JOSÉ PAULO CAVALCANTI - PENSO, LOGO INSISTO

Mais conversas, novamente sobre Portugal e afins, em livro que estou escrevendo (título da coluna). Homenagem hoje, como já dito, às Charlas (conversas) Portuguesas, romance epistolar de Soror Mariana Vaz Alcoforado e seu amor impossível com o cavaleiro francês Noel Bouton, Marquês de Chamilly, na Guerra da Restauração. Publicado, em 1669, por Lavergne de Guilleragges.

Ministro MARCELO NAVARRO RIBEIRO DANTAS, do STJ. Pastelaria Alcoa, do Chiado. Na mesa do lado, viu brasileiro pedir

‒ Um expresso, por favor.

E os demais, com ele,

‒ Dois.

‒ Três.

Após o que chegou o garçom com seis cafés (1 + 2 + 3 = 6), uma conta para ele matematicamente correta.

* * *

Cardápio do ótimo (segundo ele) restaurante Manjar do Douro (Lamego) tem, na capa,

‒ O melhor tempero é a fome.

Reproduzindo Cervantes (D. Quixote)

‒ La mejor salsa del mundo es el hamble.

Ou mesmo Cícero que, nos seus discursos, repetia o provérbio latino

‒ Optimun condimentun fames, positionis sitis.

MARCO PINA, político.
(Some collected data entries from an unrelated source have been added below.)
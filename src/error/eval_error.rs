use thiserror::Error;

use crate::value::Shape;

/// Result type used by every evaluator.
///
/// All evaluation functions return either a value of type `T` or an
/// `EvalError` describing the failure.
pub type EvalResult<T> = Result<T, EvalError>;

/// Represents all errors that can occur while evaluating against a record.
#[derive(Debug, Clone, PartialEq, Error)]
pub enum EvalError {
    /// The scalar accessor was used on an expression that is not scalar, or
    /// the vector accessor on one that is not a vector.
    #[error("expression '{name}' is {found}, but a {expected} result was requested")]
    VariantMismatch {
        /// The name of the queried expression.
        name:     String,
        /// The shape the caller asked for.
        expected: Shape,
        /// The shape the expression actually has.
        found:    Shape,
    },
    /// The expression has no evaluator to call.
    #[error("expression '{name}' has no evaluator")]
    Unset {
        /// The name of the queried expression.
        name: String,
    },
    /// An evaluated index does not address an element of the evaluated
    /// sequence.
    #[error("index {position} out of bounds for '{name}' of length {len}")]
    IndexOutOfBounds {
        /// The name of the indexing expression.
        name:     String,
        /// The evaluated index position.
        position: f64,
        /// The length of the evaluated sequence.
        len:      usize,
    },
}
/// Result values and shapes.
///
/// Defines the numeric `Scalar` and `Sequence` types every evaluator produces,
/// the `ExprValue` enum wrapping either of them, the `Shape` tag used to
/// describe which evaluator a named expression carries, and the numeric
/// truthiness rules shared by all logical operators.
pub mod core;

pub use self::core::{ExprValue, Scalar, Sequence, Shape};
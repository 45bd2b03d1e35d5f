use crate::value::core::{Scalar, from_bool, is_true};

/// Represents a binary operator that can combine two named expressions.
///
/// Every operator works on plain `f64` operands. Comparisons and logical
/// operators produce numeric booleans (`1.0` for true, `0.0` for false).
#[derive(Debug, Copy, Clone, PartialEq, Eq, Hash)]
pub enum BinaryOperator {
    /// Addition (`+`)
    Add,
    /// Subtraction (`-`)
    Sub,
    /// Multiplication (`*`)
    Mul,
    /// Division (`/`)
    Div,
    /// Floating remainder (`%`), sign follows the dividend.
    Mod,
    /// Equal to (`==`)
    Equal,
    /// Not equal to (`!=`)
    NotEqual,
    /// Less than (`<`)
    Less,
    /// Greater than (`>`)
    Greater,
    /// Less than or equal (`<=`)
    LessEqual,
    /// Greater than or equal (`>=`)
    GreaterEqual,
    /// Logical and (`&&`), short-circuiting.
    And,
    /// Logical or (`||`), short-circuiting.
    Or,
}

/// Represents a unary operator.
#[derive(Debug, Copy, Clone, PartialEq, Eq, Hash)]
pub enum UnaryOperator {
    /// Arithmetic negation (e.g. `-x`).
    Negate,
    /// Logical NOT (e.g. `!x`).
    Not,
}

impl BinaryOperator {
    /// Applies the operator to two scalar operands.
    ///
    /// Logical operators are evaluated on already computed operands here; the
    /// short-circuit rules live in the combinator library, which decides
    /// whether the right operand is computed at all.
    ///
    /// # Example
    /// ```
    /// use lazyexpr::operator::BinaryOperator;
    ///
    /// assert_eq!(BinaryOperator::Mod.apply(-7.0, 3.0), -1.0);
    /// assert_eq!(BinaryOperator::LessEqual.apply(2.0, 2.0), 1.0);
    /// assert_eq!(BinaryOperator::And.apply(2.0, 0.0), 0.0);
    /// ```
    #[must_use]
    #[allow(clippy::float_cmp)]
    pub fn apply(self, left: Scalar, right: Scalar) -> Scalar {
        use BinaryOperator::{
            Add, And, Div, Equal, Greater, GreaterEqual, Less, LessEqual, Mod, Mul, NotEqual, Or,
            Sub,
        };

        match self {
            Add => left + right,
            Sub => left - right,
            Mul => left * right,
            Div => left / right,
            Mod => left % right,
            Equal => from_bool(left == right),
            NotEqual => from_bool(left != right),
            Less => from_bool(left < right),
            Greater => from_bool(left > right),
            LessEqual => from_bool(left <= right),
            GreaterEqual => from_bool(left >= right),
            And => from_bool(is_true(left) && is_true(right)),
            Or => from_bool(is_true(left) || is_true(right)),
        }
    }
}

impl UnaryOperator {
    /// Applies the operator to a scalar operand.
    ///
    /// # Example
    /// ```
    /// use lazyexpr::operator::UnaryOperator;
    ///
    /// assert_eq!(UnaryOperator::Negate.apply(2.5), -2.5);
    /// assert_eq!(UnaryOperator::Not.apply(0.0), 1.0);
    /// assert_eq!(UnaryOperator::Not.apply(f64::NAN), 0.0);
    /// ```
    #[must_use]
    pub fn apply(self, value: Scalar) -> Scalar {
        match self {
            Self::Negate => -value,
            Self::Not => from_bool(!is_true(value)),
        }
    }
}

impl std::fmt::Display for BinaryOperator {
    fn fmt(&self, f: &mut std::fmt::Formatter<'_>) -> std::fmt::Result {
        use BinaryOperator::{
            Add, And, Div, Equal, Greater, GreaterEqual, Less, LessEqual, Mod, Mul, NotEqual, Or,
            Sub,
        };
        let operator = match self {
            Add => "+",
            Sub => "-",
            Mul => "*",
            Div => "/",
            Mod => "%",
            Equal => "==",
            NotEqual => "!=",
            Less => "<",
            Greater => ">",
            LessEqual => "<=",
            GreaterEqual => ">=",
            And => "&&",
            Or => "||",
        };
        write!(f, "{operator}")
    }
}

impl std::fmt::Display for UnaryOperator {
    fn fmt(&self, f: &mut std::fmt::Formatter<'_>) -> std::fmt::Result {
        match self {
            Self::Negate => write!(f, "-"),
            Self::Not => write!(f, "!"),
        }
    }
}
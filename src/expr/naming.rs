use std::fmt::Display;

use crate::{operator::BinaryOperator, value::Scalar};

/// Removes every whitespace character from `name`.
///
/// # Example
/// ```
/// use lazyexpr::expr::naming::clean_name;
///
/// assert_eq!(clean_name("met > 200\t&& njets >= 4"), "met>200&&njets>=4");
/// ```
#[must_use]
pub fn clean_name(name: &str) -> String {
    name.chars().filter(|c| !c.is_whitespace()).collect()
}

/// Renders the canonical decimal text of a constant.
///
/// This is Rust's shortest round-trip formatting, so `3.5` renders as `3.5`
/// and `2.0` as `2`.
#[must_use]
pub fn constant_name(value: Scalar) -> String {
    format!("{value}")
}

/// Renders `(left)op(right)`.
#[must_use]
pub fn binary_name(left: &str, op: BinaryOperator, right: &str) -> String {
    format!("({left}){op}({right})")
}

/// Renders `op(operand)` for any prefix operator symbol.
#[must_use]
pub fn unary_name(op: impl Display, operand: &str) -> String {
    format!("{op}({operand})")
}

/// Renders `(vector)[index]`.
#[must_use]
pub fn index_name(vector: &str, index: &str) -> String {
    format!("({vector})[{index}]")
}
use std::sync::Arc;

use crate::{
    error::EvalError,
    evaluator::{ScalarFn, VectorFn},
    util::num::f64_to_index_checked,
};

/// Builds a scalar evaluator returning the element of `vector` at the
/// position computed by `index`.
///
/// Per record, the sequence is evaluated first, then the position. A
/// position that addresses no element fails with
/// `EvalError::IndexOutOfBounds`, reported under `name`.
///
/// # Example
/// ```
/// use std::sync::Arc;
///
/// use lazyexpr::{combinator::element_index, error::EvalError};
///
/// let values: lazyexpr::evaluator::VectorFn<f64> = Arc::new(|_: &f64| Ok(vec![10.0, 20.0, 30.0]));
/// let position: lazyexpr::evaluator::ScalarFn<f64> = Arc::new(|r: &f64| Ok(*r));
///
/// let pick = element_index("(v)[i]".to_string(), &values, &position);
/// assert_eq!(pick(&1.0).unwrap(), 20.0);
/// assert!(matches!(pick(&5.0), Err(EvalError::IndexOutOfBounds { len: 3, .. })));
/// ```
#[must_use]
pub fn element_index<R: 'static>(name: String,
                                 vector: &VectorFn<R>,
                                 index: &ScalarFn<R>)
                                 -> ScalarFn<R> {
    let (vector, index) = (Arc::clone(vector), Arc::clone(index));
    Arc::new(move |r: &R| {
                 let values = vector(r)?;
                 let position = index(r)?;
                 let i = f64_to_index_checked(position, values.len(), || {
                             EvalError::IndexOutOfBounds { name:     name.clone(),
                                                           position,
                                                           len:      values.len(), }
                         })?;
                 Ok(values[i])
             })
}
Em campanha, seu lema foi

‒ Marco Pina por ti.

No Brasil não teria graça; mas, sim, na terrinha. Que pina, em português de lá, quer dizer fode. Ficaria, então,

‒ Marco Fode por ti.

Aqui, com esse lema, não ganharia eleição nem para síndico.

MARCOS BORGES, professor. Ao sair do tradicional Hotel do Chiado perguntou, ao motorista,

– Podemos ir à Fundação Calouste Gulbenkian?

– Claro.

Era perto e o táxi logo chegou. Marcos

– Está fechada, o senhor sabia disso?

– Sim, é terça-feira.

– E por que não disse antes?

– Porque o senhor não perguntou.

MARIA LECTÍCIA. Apontando, ao maître Gomes, prato no cardápio do Grémio Literário (Rua Ivens), com bela vista sobre as colinas de Lisboa e do próprio rio Tejo

– Eu gostaria de experimentar esse Bacalhau à Braz.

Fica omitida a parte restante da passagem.